Борис Пастернак - Переписка Бориса Пастернака
Я твоей просьбы относительно Над<ежды> Ал<ександровны> [233] еще не исполнил. Ты должна меня простить. Это тоже из самосохраненья. Боюсь избытка тебя в делах и в дне. С исполненьем просьбы запоздаю.
Цветаева – Пастернаку
22-го мая 1926 г., суббота.
Борис!
Мой отрыв от жизни становится все непоправимей. Я переселяюсь, переселилась, унося с собой всю страсть, всю нерастрату, не тенью – обескровленной, а столько ее унося, что надоила б и опоила бы весь Аид. О, у меня бы он заговорил, Аид!
Свидетельство – моя исполнительность в жизни. Так роль играют, заученное. Ты не знаешь моей жизни, именно этой частности слова: жизнь. И никогда не узнаешь из писем. Боюсь вслух, боюсь сглазить, боюсь навлечь, неблагодарности боюсь – не объяснить. Но, очевидно, так несвойственна мне эта дорогая несвобода, что из самосохранения переселяюсь в свободу – полную. (Конец «Мо́лодца».)

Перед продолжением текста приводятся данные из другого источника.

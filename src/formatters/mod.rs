pub mod dependencies;
pub mod dot;
pub mod json_graph;

pub use dependencies::DependenciesFormatter;
pub use dot::DotFormatter;
pub use json_graph::GraphJsonFormatter;
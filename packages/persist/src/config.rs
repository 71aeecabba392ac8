//! Store configuration.

use std::fs;
use std::path::{Path, PathBuf};

use serde::{Deserialize, Serialize};

use crate::error::PersistError;

pub const DEFAULT_DIR_MODE: u32 = 0o755;
pub const DEFAULT_FILE_MODE: u32 = 0o644;

/// What to do when removing a persisted body fails for a reason other than
/// the file already being gone.
#[derive(Debug, Clone, Copy, PartialEq, Eq, Default, Serialize, Deserialize)]
#[serde(rename_all = "lowercase")]
pub enum DeleteFailurePolicy {
    /// Surface the failure as `PersistError::DeleteFailure`.
    #[default]
    Report,
    /// Log a warning and treat the delete as done.
    Ignore,
}

/// Configuration for a [`FileBodyStore`](crate::FileBodyStore).
///
/// ```rust
/// use bodystore_persist::{DeleteFailurePolicy, PersistConfig};
///
/// let config = PersistConfig::from_json_str(r#"{"root": "/tmp/bodies", "onDeleteFailure": "ignore"}"#).unwrap();
/// assert_eq!(config.dir_mode, 0o755);
/// assert_eq!(config.on_delete_failure, DeleteFailurePolicy::Ignore);
/// ```
#[derive(Debug, Clone, PartialEq, Eq, Serialize, Deserialize)]
#[serde(rename_all = "camelCase")]
pub struct PersistConfig {
    /// Sandbox root every persisted body lives under.
    pub root: PathBuf,

    /// Mode for directories created under the root (Unix only).
    #[serde(default = "default_dir_mode")]
    pub dir_mode: u32,

    /// Mode for newly created body files (Unix only).
    #[serde(default = "default_file_mode")]
    pub file_mode: u32,

    #[serde(default)]
    pub on_delete_failure: DeleteFailurePolicy,
}

fn default_dir_mode() -> u32 {
    DEFAULT_DIR_MODE
}

fn default_file_mode() -> u32 {
    DEFAULT_FILE_MODE
}

impl PersistConfig {
    pub fn new(root: impl Into<PathBuf>) -> Self {
        Self {
            root: root.into(),
            dir_mode: DEFAULT_DIR_MODE,
            file_mode: DEFAULT_FILE_MODE,
            on_delete_failure: DeleteFailurePolicy::default(),
        }
    }

    pub fn with_dir_mode(mut self, mode: u32) -> Self {
        self.dir_mode = mode;
        self
    }

    pub fn with_file_mode(mut self, mode: u32) -> Self {
        self.file_mode = mode;
        self
    }

    pub fn with_delete_failure_policy(mut self, policy: DeleteFailurePolicy) -> Self {
        self.on_delete_failure = policy;
        self
    }

    pub fn from_json_str(s: &str) -> Result<Self, PersistError> {
        Ok(serde_json::from_str(s)?)
    }

    pub fn from_path(path: impl AsRef<Path>) -> Result<Self, PersistError> {
        let path = path.as_ref();
        let contents = fs::read_to_string(path).map_err(|source| PersistError::ConfigIo {
            path: path.to_path_buf(),
            source,
        })?;
        Self::from_json_str(&contents)
    }
}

Да, о Мо́лодце, если помнишь, – прав ты, а не Ася. «Б<оря> по своей неслыханной доброте увидел в конце простое освобождение и порадовался за тебя».
Борис, мне все равно, куда лететь. И, может быть, в том моя глубокая безнравственность (небожественность). Ведь я сама – Маруся: честно, как нужно (тесно, как не можно), держа слово, обороняясь, заслоняясь от счастья, полуживая (для других – более, чем – но я-то знаю), сама хорошенько не зная для чего так, послушная в насилии над собой, и даже на ту Херувимскую идя – по голосу, по чужой воле, не своей.
Я сама вздохнула, когда кончила, осчастливленная за нее – за себя. Что они будут делать в огнь-синь? Лететь в него вечно. Никакого сатанизма. Херувимская? Так народ захотел. (Прочти у Афанасьева сказку «Упырь». – Пожалуйста!) И, нужно сказать, хорошо выбрал час.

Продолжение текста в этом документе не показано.